● WHAT IS EXPECTED: Write out again, exactly, the lines below starting at the one with "of its clones." and ending at the one with "Self::default()".

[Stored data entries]
BEGIN
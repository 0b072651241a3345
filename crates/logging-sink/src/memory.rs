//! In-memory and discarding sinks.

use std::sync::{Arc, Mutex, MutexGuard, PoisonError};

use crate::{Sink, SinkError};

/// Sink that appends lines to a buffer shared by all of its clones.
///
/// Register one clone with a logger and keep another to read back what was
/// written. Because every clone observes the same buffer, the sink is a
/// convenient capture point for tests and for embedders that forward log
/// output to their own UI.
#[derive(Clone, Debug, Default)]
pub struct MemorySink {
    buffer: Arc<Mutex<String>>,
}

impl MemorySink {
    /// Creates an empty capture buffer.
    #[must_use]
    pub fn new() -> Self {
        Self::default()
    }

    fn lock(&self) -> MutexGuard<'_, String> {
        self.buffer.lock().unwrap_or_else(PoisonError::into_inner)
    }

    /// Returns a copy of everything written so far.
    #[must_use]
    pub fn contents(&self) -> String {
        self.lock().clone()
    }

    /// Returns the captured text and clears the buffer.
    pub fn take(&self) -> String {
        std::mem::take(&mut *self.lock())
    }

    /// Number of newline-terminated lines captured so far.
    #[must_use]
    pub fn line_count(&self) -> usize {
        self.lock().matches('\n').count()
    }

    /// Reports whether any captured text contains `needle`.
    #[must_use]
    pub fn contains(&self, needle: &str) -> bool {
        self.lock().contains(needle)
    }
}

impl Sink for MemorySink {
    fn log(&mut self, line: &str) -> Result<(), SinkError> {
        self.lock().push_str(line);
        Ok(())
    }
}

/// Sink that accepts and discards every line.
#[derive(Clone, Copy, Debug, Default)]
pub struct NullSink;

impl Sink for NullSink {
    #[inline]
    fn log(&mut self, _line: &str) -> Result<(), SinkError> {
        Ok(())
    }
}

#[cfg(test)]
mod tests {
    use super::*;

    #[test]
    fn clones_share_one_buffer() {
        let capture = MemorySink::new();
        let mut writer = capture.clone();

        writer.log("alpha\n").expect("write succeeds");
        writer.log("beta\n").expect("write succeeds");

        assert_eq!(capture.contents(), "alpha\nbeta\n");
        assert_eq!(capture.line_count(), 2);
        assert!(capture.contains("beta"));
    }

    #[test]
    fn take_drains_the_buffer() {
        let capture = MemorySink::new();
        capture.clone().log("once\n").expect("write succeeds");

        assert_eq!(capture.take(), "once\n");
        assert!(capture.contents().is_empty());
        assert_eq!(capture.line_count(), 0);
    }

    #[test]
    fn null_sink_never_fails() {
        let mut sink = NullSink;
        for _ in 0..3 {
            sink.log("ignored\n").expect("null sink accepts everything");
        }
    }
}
END
● WRITTEN RESPONSE:
/// Sink that appends lines to a buffer shared by all of its clones.
///
/// Register one clone with a logger and keep another to read back what was
/// written. Because every clone observes the same buffer, the sink is a
/// convenient capture point for tests and for embedders that forward log
/// output to their own UI.
#[derive(Clone, Debug, Default)]
pub struct MemorySink {
    buffer: Arc<Mutex<String>>,
}

impl MemorySink {
    /// Creates an empty capture buffer.
    #[must_use]
    pub fn new() -> Self {
        Self::default()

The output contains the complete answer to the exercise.